The average credit score required for a loan has seen an upward trend in recent months. This guide will help you discover the average credit score for personal loan and strategies to improve your creditworthiness.

What is a Credit Score?

From the American perspective, a credit score determines an individual’s creditworthiness and financial health. The average credit score in the US lies between 300 to 850 points. This score helps in categorizing the scores between excellent and poor.

The credit score is calculated based on a person’s credit report. It involves factors like payment history, length, and types of credit inquiries. It is critical to note that a higher credit score is generally needed to ensure that a person is offered a loan at a healthy interest rate by a bank or financial institution. 

Do You Need Credit Score for Personal Loans?

The credit score is a significant factor undertaken by lending companies to determine the creditworthiness of an individual. A high credit score depicts the financial behavior and responsibility of an individual. A lower credit score, on the contrary, determines poor cash flows, higher credits and even defaults in the repayment of loans and interest. 

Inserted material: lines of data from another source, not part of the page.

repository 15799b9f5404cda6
use crate::traits::{validate_key, Storage, StorageError, StorageReader, StorageResult};
use crate::StorageBackend;
use async_trait::async_trait;
use object_store::aws::AmazonS3Builder;
use object_store::buffered::BufWriter;
use object_store::path::Path;
use object_store::{Attribute, AttributeValue, Attributes, ObjectStore};
use std::sync::Arc;
use tokio::io::AsyncWriteExt;

/// S3 storage implementation
#[derive(Clone)]
pub struct S3Storage {
    store: Arc<dyn ObjectStore>,
    bucket: String,
    region: String,
    endpoint_url: Option<String>, // Custom endpoint for S3-compatible providers
}

impl S3Storage {
    /// Create a new S3Storage instance
    ///
    /// # Arguments
    /// * `bucket` - S3 bucket name
    /// * `region` - AWS region (or region identifier for S3-compatible providers)
    /// * `endpoint_url` - Optional custom endpoint URL for S3-compatible providers
    ///   (e.g., "http://localhost:9000" for MinIO)
    pub fn new(bucket: String, region: String, endpoint_url: Option<String>) -> StorageResult<Self> {
        // Credentials come from the standard AWS environment variables.
        let mut builder = AmazonS3Builder::from_env()
            .with_region(region.clone())
            .with_bucket_name(bucket.clone());

        if let Some(ref endpoint) = endpoint_url {
            let allow_http = endpoint.starts_with("http://");
            builder = builder
                .with_endpoint(endpoint.clone())
                .with_allow_http(allow_http);
        }

        let store = builder
            .build()
            .map_err(|e| StorageError::ConfigError(e.to_string()))?;

        Ok(Self::with_store(Arc::new(store), bucket, region, endpoint_url))
    }

    /// Wrap an already built object store. URLs are still generated for `bucket`/`region`.
    pub fn with_store(
        store: Arc<dyn ObjectStore>,
        bucket: String,
        region: String,
        endpoint_url: Option<String>,
    ) -> Self {
        S3Storage {
            store,
            bucket,
            region,
            endpoint_url,
        }
    }
}

#[async_trait]
impl Storage for S3Storage {
    async fn upload_stream(
        &self,
        storage_key: &str,
        content_type: &str,
        mut reader: StorageReader,
    ) -> StorageResult<String> {
        validate_key(storage_key)?;
        let start = std::time::Instant::now();
        let location = Path::from(storage_key);

        let mut attributes = Attributes::new();
        attributes.insert(
            Attribute::ContentType,
            AttributeValue::from(content_type.to_string()),
        );

        // Small bodies go out as a single PUT, larger ones as a multipart upload.
        let mut writer = BufWriter::new(Arc::clone(&self.store), location).with_attributes(attributes);

        let copied = tokio::io::copy(&mut reader, &mut writer).await;
        let result = match copied {
            Ok(size) => writer.shutdown().await.map(|_| size),
            Err(e) => Err(e),
        };

        let size = match result {
            Ok(size) => size,
            Err(e) => {
                if let Err(abort_err) = writer.abort().await {
                    tracing::warn!(
                        error = %abort_err,
                        key = %storage_key,
                        "Failed to abort S3 multipart upload"
                    );
                }
                tracing::error!(
                    error = %e,
                    bucket = %self.bucket,
                    key = %storage_key,
                    duration_ms = start.elapsed().as_secs_f64() * 1000.0,
                    "S3 stream upload failed"
                );
                return Err(StorageError::UploadFailed(e.to_string()));
            }
        };

        let url = self.public_url(storage_key);

        tracing::info!(
            bucket = %self.bucket,
            key = %storage_key,
            content_type = %content_type,
            size_bytes = size,
            duration_ms = start.elapsed().as_secs_f64() * 1000.0,
            "S3 stream upload successful"
        );

        Ok(url)
    }

    /// AWS S3: `https://{bucket}.s3.{region}.amazonaws.com/{key}`.
    /// S3-compatible providers are path-style: `{endpoint}/{bucket}/{key}`.
    fn public_url(&self, storage_key: &str) -> String {
        if let Some(ref endpoint) = self.endpoint_url {
            let base_url = endpoint.trim_end_matches('/');
            format!("{}/{}/{}", base_url, self.bucket, storage_key)
        } else {
            format!(
                "https://{}.s3.{}.amazonaws.com/{}",
                self.bucket, self.region, storage_key
            )
        }
    }

    fn backend_type(&self) -> StorageBackend {
        StorageBackend::S3
    }
}
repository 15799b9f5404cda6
use axum::Json;
use serde::Serialize;

#[derive(Debug, Serialize)]
pub struct HealthResponse {
    pub status: &'static str,
    pub version: &'static str,
}

pub async fn health_check() -> Json<HealthResponse> {
    Json(HealthResponse {
        status: "healthy",
        version: env!("CARGO_PKG_VERSION"),
    })
}
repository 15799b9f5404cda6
//! Staging of an uploaded body into a local scratch file.

use bytes::Bytes;
use futures::{Stream, TryStreamExt};
use std::io;
use std::path::Path;
use tempfile::TempPath;
use tokio::io::{AsyncReadExt, AsyncWriteExt, BufWriter};
use tokio_util::io::StreamReader;
use tubely_core::constants::SCRATCH_FILE_PREFIX;
use tubely_core::AppError;

/// Raw uploaded bytes on local disk, owned by exactly one pipeline run.
///
/// The file is deleted when this value is dropped.
#[derive(Debug)]
pub struct StagedFile {
    path: TempPath,
    size: u64,
}

impl StagedFile {
    pub fn path(&self) -> &Path {
        &self.path
    }

    pub fn size(&self) -> u64 {
        self.size
    }
}

fn into_app_error(err: io::Error, context: &str) -> AppError {
    // Errors raised by the body stream itself travel through the reader wrapped in io::Error.
    if err
        .get_ref()
        .is_some_and(|inner| inner.downcast_ref::<AppError>().is_some())
    {
        if let Some(inner) = err.into_inner() {
            if let Ok(app_err) = inner.downcast::<AppError>() {
                return *app_err;
            }
        }
        return AppError::Internal(context.to_string());
    }
    AppError::Internal(format!("{}: {}", context, err))
}

/// Copy `body` into a new file `tubely-*.{extension}` under `scratch_dir`.
///
/// Fails with `PayloadTooLarge` once more than `max_bytes` arrive. Errors yielded by the
/// stream are returned unchanged. On any failure the partial file is removed.
pub async fn stage<S>(
    body: S,
    extension: &str,
    scratch_dir: &Path,
    max_bytes: u64,
) -> Result<StagedFile, AppError>
where
    S: Stream<Item = Result<Bytes, AppError>> + Send,
{
    let temp = tempfile::Builder::new()
        .prefix(SCRATCH_FILE_PREFIX)
        .suffix(&format!(".{}", extension))
        .tempfile_in(scratch_dir)
        .map_err(|e| {
            AppError::Internal(format!(
                "Failed to create scratch file in {}: {}",
                scratch_dir.display(),
                e
            ))
        })?;
    let (file, path) = temp.into_parts();

    let body_with_io_error = body.map_err(io::Error::other);
    let body_reader = StreamReader::new(body_with_io_error);
    futures::pin_mut!(body_reader);
    let mut limited = body_reader.take(max_bytes.saturating_add(1));

    let mut writer = BufWriter::new(tokio::fs::File::from_std(file));
    let size = tokio::io::copy(&mut limited, &mut writer)
        .await
        .map_err(|e| into_app_error(e, "Failed to stage upload"))?;

    if size > max_bytes {
        return Err(AppError::PayloadTooLarge(format!(
            "File size exceeds maximum allowed size of {} MB",
            max_bytes / 1024 / 1024
        )));
    }

    writer
        .flush()
        .await
        .map_err(|e| into_app_error(e, "Failed to flush staged upload"))?;
    writer
        .into_inner()
        .sync_all()
        .await
        .map_err(|e| into_app_error(e, "Failed to sync staged upload"))?;

    tracing::debug!(
        path = %path.display(),
        size_bytes = size,
        "Upload staged"
    );

    Ok(StagedFile { path, size })
}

When an individual applies for a loan, lenders often carry out a ‘hard’ check which could also reduce the overall credit score. Hence, too often, using it for loans and credit can result in poor credit scores. 

Besides being approved for personal loans, a higher credit score also ensures that the terms of the personal loan are more favorable compared to a situation where such scores are lower. The interest rates can be lower, and the total duration of the loan could be higher, owing to the healthy credit rating of an individual. 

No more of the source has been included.